◆ Recorded information ◆
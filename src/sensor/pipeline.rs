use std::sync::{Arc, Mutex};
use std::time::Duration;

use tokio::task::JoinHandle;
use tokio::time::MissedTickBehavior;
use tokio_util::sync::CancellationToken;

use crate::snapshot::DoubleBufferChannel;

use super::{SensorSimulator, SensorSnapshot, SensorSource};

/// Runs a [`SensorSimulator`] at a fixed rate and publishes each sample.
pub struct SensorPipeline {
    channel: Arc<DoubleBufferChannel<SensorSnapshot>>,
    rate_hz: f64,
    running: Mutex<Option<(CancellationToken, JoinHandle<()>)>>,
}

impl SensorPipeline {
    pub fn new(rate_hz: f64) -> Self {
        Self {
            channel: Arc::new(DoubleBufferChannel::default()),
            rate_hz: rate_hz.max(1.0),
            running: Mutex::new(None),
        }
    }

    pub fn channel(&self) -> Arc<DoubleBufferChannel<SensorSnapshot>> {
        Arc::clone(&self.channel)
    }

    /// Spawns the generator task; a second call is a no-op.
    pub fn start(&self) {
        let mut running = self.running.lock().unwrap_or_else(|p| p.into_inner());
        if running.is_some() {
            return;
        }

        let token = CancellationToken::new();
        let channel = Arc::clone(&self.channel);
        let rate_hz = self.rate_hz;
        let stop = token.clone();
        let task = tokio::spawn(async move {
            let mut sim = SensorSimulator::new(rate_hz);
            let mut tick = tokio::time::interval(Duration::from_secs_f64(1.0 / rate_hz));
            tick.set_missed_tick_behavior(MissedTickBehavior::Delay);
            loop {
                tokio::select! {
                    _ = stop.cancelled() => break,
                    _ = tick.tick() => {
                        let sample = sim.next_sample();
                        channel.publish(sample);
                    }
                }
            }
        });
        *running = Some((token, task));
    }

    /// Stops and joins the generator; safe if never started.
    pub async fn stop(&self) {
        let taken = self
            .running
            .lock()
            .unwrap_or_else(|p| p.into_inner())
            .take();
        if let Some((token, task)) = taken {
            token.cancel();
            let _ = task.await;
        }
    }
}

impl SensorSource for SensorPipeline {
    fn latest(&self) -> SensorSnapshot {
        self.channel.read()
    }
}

◆ Instructions for the task ◆
Please print out every entry again, exactly as it reads.

◆ Problem solution ◆
filename src/sensor/pipeline.rs
use std::sync::{Arc, Mutex};
use std::time::Duration;

use tokio::task::JoinHandle;
use tokio::time::MissedTickBehavior;
use tokio_util::sync::CancellationToken;

use crate::snapshot::DoubleBufferChannel;

use super::{SensorSimulator, SensorSnapshot, SensorSource};

/// Runs a [`SensorSimulator`] at a fixed rate and publishes each sample.
pub struct SensorPipeline {
    channel: Arc<DoubleBufferChannel<SensorSnapshot>>,
    rate_hz: f64,
    running: Mutex<Option<(CancellationToken, JoinHandle<()>)>>,
}

impl SensorPipeline {
    pub fn new(rate_hz: f64) -> Self {
        Self {
            channel: Arc::new(DoubleBufferChannel::default()),
            rate_hz: rate_hz.max(1.0),
            running: Mutex::new(None),
        }
    }

    pub fn channel(&self) -> Arc<DoubleBufferChannel<SensorSnapshot>> {
        Arc::clone(&self.channel)
    }

    /// Spawns the generator task; a second call is a no-op.
    pub fn start(&self) {
        let mut running = self.running.lock().unwrap_or_else(|p| p.into_inner());
        if running.is_some() {
            return;
        }

        let token = CancellationToken::new();
        let channel = Arc::clone(&self.channel);
        let rate_hz = self.rate_hz;
        let stop = token.clone();
        let task = tokio::spawn(async move {
            let mut sim = SensorSimulator::new(rate_hz);
            let mut tick = tokio::time::interval(Duration::from_secs_f64(1.0 / rate_hz));
            tick.set_missed_tick_behavior(MissedTickBehavior::Delay);
            loop {
                tokio::select! {
                    _ = stop.cancelled() => break,
                    _ = tick.tick() => {
                        let sample = sim.next_sample();
                        channel.publish(sample);
                    }
                }
            }
        });
        *running = Some((token, task));
    }

    /// Stops and joins the generator; safe if never started.
    pub async fn stop(&self) {
        let taken = self
            .running
            .lock()
            .unwrap_or_else(|p| p.into_inner())
            .take();
        if let Some((token, task)) = taken {
            token.cancel();
            let _ = task.await;
        }
    }
}

impl SensorSource for SensorPipeline {
    fn latest(&self) -> SensorSnapshot {
        self.channel.read()
    }
}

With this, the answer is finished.